Azure AI Hub-and-Spoke Architecture: Building Enterprise-Grade AI at Scale

peterrivera813
Apr 1
6 min read

Enterprise AI workloads require a network design that enforces security, enables tenant isolation, and keeps costs transparent at scale. The hub-and-spoke topology is the proven approach in Azure for meeting these demands — centralizing shared AI services in a governed hub while isolating tenant workloads in dedicated spokes. This post covers how to design, deploy, and operate an Azure AI hub-and-spoke architecture aligned to Azure Landing Zone principles, from management group hierarchy through to chargeback and day-two operations.

Understanding Azure AI Hub-and-Spoke Architecture

AI services are expensive, quota-constrained, and regionally limited. A separate Azure OpenAI instance per team is fiscally unsustainable. The same applies to Azure Machine Learning workspaces and Azure AI Services endpoints. Centralizing these in a governed hub — with consumption routed through a policy-enforcing gateway — is the natural solution.
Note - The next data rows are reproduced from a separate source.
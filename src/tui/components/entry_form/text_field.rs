//! Single-line editable text for one form field.
//!
//! `TextField` owns the buffer and a byte-offset cursor. Newlines never enter
//! the buffer, so each field stays on one row; content wider than the box
//! scrolls horizontally to keep the cursor visible.

use unicode_width::{UnicodeWidthChar, UnicodeWidthStr};

use crate::tui::event::TuiEvent;

#[derive(Debug, Default)]
pub struct TextField {
    buffer: String,
    /// Cursor position as byte offset in buffer (0..=buffer.len())
    pos: usize,
}

impl TextField {
    pub fn text(&self) -> &str {
        &self.buffer
    }

    pub fn clear(&mut self) {
        self.buffer.clear();
        self.pos = 0;
    }

    /// Apply an editing event. Returns `true` if the buffer or cursor changed.
    pub fn handle_event(&mut self, event: &TuiEvent) -> bool {
        match event {
            TuiEvent::InputChar(c) => {
                if c.is_control() {
                    return false;
                }
                self.buffer.insert(self.pos, *c);
                self.pos += c.len_utf8();
                true
            }
            TuiEvent::Paste(text) => {
                let cleaned: String = text
                    .chars()
                    .filter(|c| !matches!(c, '\n' | '\r'))
                    .collect();
                if cleaned.is_empty() {
                    return false;
                }
                self.buffer.insert_str(self.pos, &cleaned);
                self.pos += cleaned.len();
                true
            }
            TuiEvent::Backspace => {
                if self.pos == 0 {
                    return false;
                }
                let prev = prev_char_boundary(&self.buffer, self.pos);
                self.buffer.drain(prev..self.pos);
                self.pos = prev;
                true
            }
            TuiEvent::Delete => {
                if self.pos >= self.buffer.len() {
                    return false;
                }
                let next = next_char_boundary(&self.buffer, self.pos);
                self.buffer.drain(self.pos..next);
                true
            }
            TuiEvent::CursorLeft => {
                if self.pos == 0 {
                    return false;
                }
                self.pos = prev_char_boundary(&self.buffer, self.pos);
                true
            }
            TuiEvent::CursorRight => {
                if self.pos >= self.buffer.len() {
                    return false;
                }
                self.pos = next_char_boundary(&self.buffer, self.pos);
                true
            }
            TuiEvent::CursorHome => {
                let moved = self.pos != 0;
                self.pos = 0;
                moved
            }
            TuiEvent::CursorEnd => {
                let moved = self.pos != self.buffer.len();
                self.pos = self.buffer.len();
                moved
            }
            _ => false,
        }
    }

    /// The slice to display in a box `width` columns wide, and the cursor
    /// column inside that box.
    pub fn viewport(&self, width: u16) -> (&str, u16) {
        let width = width as usize;
        if width == 0 {
            return ("", 0);
        }

        // Drop leading chars until the cursor fits (one column reserved for the cursor itself)
        let mut start = 0;
        let mut cursor_col = self.buffer[..self.pos].width();
        while cursor_col >= width && start < self.pos {
            let c = self.buffer[start..].chars().next().unwrap_or(' ');
            cursor_col -= c.width().unwrap_or(0);
            start += c.len_utf8();
        }

        (&self.buffer[start..], cursor_col as u16)
    }
}

/// Find the byte offset of the previous character boundary before `pos` in `text`.
fn prev_char_boundary(text: &str, pos: usize) -> usize {
    text[..pos]
        .char_indices()
        .next_back()
        .map(|(i, _)| i)
        .unwrap_or(0)
}

/// Find the byte offset of the next character boundary after `pos` in `text`.
fn next_char_boundary(text: &str, pos: usize) -> usize {
    text[pos..]
        .char_indices()
        .nth(1)
        .map(|(i, _)| pos + i)
        .unwrap_or(text.len())
}
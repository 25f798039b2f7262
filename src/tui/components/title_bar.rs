//! # TitleBar Component
//!
//! Top status bar: app name, current screen, last status message.
//!
//! Stateless. It receives all data as props and renders a single line:
//!
//! 1. **Status message**: `"Packlist | Packing List | Added Tent (1 item)"`
//! 2. **Default**: `"Packlist | Packing List"`

use crate::tui::component::Component;
use ratatui::Frame;
use ratatui::layout::Rect;
use ratatui::style::{Color, Modifier, Style};
use ratatui::text::{Line, Span};

/// Top status bar component.
///
/// # Props
///
/// - `screen_title`: Title of the visible screen (from `Screen::title`)
/// - `status_message`: Transient status (e.g. "Not added: category must not be empty")
pub struct TitleBar {
    pub screen_title: String,
    pub status_message: String,
}

impl TitleBar {
    pub fn new(screen_title: impl Into<String>, status_message: impl Into<String>) -> Self {
        Self {
            screen_title: screen_title.into(),
            status_message: status_message.into(),
        }
    }
}

impl Component for TitleBar {
    fn render(&mut self, frame: &mut Frame, area: Rect) {
        let mut spans = vec![
            Span::styled(
                "Packlist",
                Style::default()
                    .fg(Color::Yellow)
                    .add_modifier(Modifier::BOLD),
            ),
            Span::raw(format!(" | {}", self.screen_title)),
        ];
        if !self.status_message.is_empty() {
            spans.push(Span::styled(
                format!(" | {}", self.status_message),
                Style::default().fg(Color::DarkGray),
            ));
        }

        frame.render_widget(Line::from(spans), area);
    }
}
The pattern resolves a core tension: shared infrastructure efficiency (PTU reservations, AI Search indexes, model deployments) vs. tenant isolation requirements (data residency, compliance, access boundaries). Shared services live in the hub; tenant-specific data and compute live in isolated spokes.

Three non-negotiables

End-to-end tenant isolation — network, identity, compute, and data.
Governed traffic flow from user to model endpoint, with full auditability.
Transparent chargeback across shared and tenant-dedicated resources.

Subscription & Management Group Layout

Get the hierarchy right first — it's where governance by inheritance begins and Azure Policy enforcement is anchored.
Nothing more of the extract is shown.